White balance issues revealed themselves in snowy scenes and with artificial light

In challenging lighting, when spot-on exposure cannot be achieved, the camera has a tendency to over-expose rather than under-expose, like many other models. I personally quite like the WB5000’s high-key approach, especially since it manages to brighten up the scene without burning out highlights. To help obtain correct exposure in high contrast situations the WB5000 provides a Dynamic Range booster that comes in two strength levels. The first level is mild but nicely lifts the shadows while still looking natural. The stronger setting instead seems to reduce the overall contrast to such an extent that the picture becomes unrealistically flat.

White Balance was, by and large, accurate in daylight scenes, but it found artificial lighting difficult to cope with. In general, image quality was good, but colour reproduction was not always true.
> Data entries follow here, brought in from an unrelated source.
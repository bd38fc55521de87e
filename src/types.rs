// src/types.rs
use url::Url;

/// Destination a share must be submitted to
///
/// Every task carries the pool URL and wallet it was fetched for, so
/// shares found against a devfee task are routed to the devfee pool
/// even after the primary pool has replaced the current task.
#[derive(Debug, Clone, PartialEq, Eq)]
pub struct SubmitTarget {
    /// Base URL of the pool the share belongs to
    pub pool: Url,
    /// Wallet address credited for the share
    pub wallet: String,
}

impl SubmitTarget {
    /// Creates a new submit target
    ///
    /// # Arguments
    /// * `pool` - Base URL of the pool
    /// * `wallet` - Wallet address credited for shares
    pub fn new(pool: Url, wallet: impl Into<String>) -> Self {
        SubmitTarget {
            pool,
            wallet: wallet.into(),
        }
    }
}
In snow scene mode for example I had trouble getting the snow to actually look white since a blue/green cast kept creeping in.

The WB5000 was surprisingly fast to start up, focus, evaluate exposure and commit images to memory in JPEG format, but it became painfully slow when handling RAW files. Continuous shooting was also not a strong point. In standard continuous mode, the camera starts off by taking about 1 frame per second but it progressively slows down after the initial shots to an even slower pace. Using High continuous mode instead, the WB5000 can shoot up to 5.5fps, albeit at the reduced resolution of 3Mp and at the expense of processing time that increases to a whopping 30 seconds.

The Auto Focusing system performed quite well, offering relative fast action and accurate focusing, even in low light. It has four different modes to suit a variety of scenarios: Centre AF; Multi AF; Tracking AF, for moving subjects and Selection AF, for a fine tuned multifocus planes that lets you select up to 35 focus points on a grid on the centre of the frame.

Samsung WB5000

RAW image capture is a nice touch, but impacts upon the performance speed when shooting

Samsung gives a nod to professional photographers by supplying the WB5000 with RAW shooting ability, but its implementation is well below professional standards. Besides the unreasonable slow processing time of approximately 10 seconds, choosing to shoot in RAW format also limits the ISO range available to 64 to 400 only, and the already limping continuous shooting facility.

High Zoom? Shoot the moon

A great test of a high zoom/telephoto is to take a shot or two of the moon.

I do this a lot on my Nikon D90, manual mode, ISO Lo1, Shutter around 1/160, Aperture F/11 with my crappy 300mm tamiya lens. Of course these will change with different camera bodies/lenses but its a good base to work with. A good tripod is a necessity.

Because its only 300mm, I have to crop the photo down from 12mp to around 1024x768, then its framed nicely.

But I didn't catch whether this camera had a manual settings mode or not.

The test is whether the camera can discern the craters sharply on a well crescented or gibbous moon. Its a good test of the sharpness achievable in the middle of the shot and so is the peak sharpness obtainable. I found it also shows up badly compressed JPGs more than a daytime scenery shot.

Perhaps in future (or in an addendum) you could publish shots of the moon on high-zoom review cameras?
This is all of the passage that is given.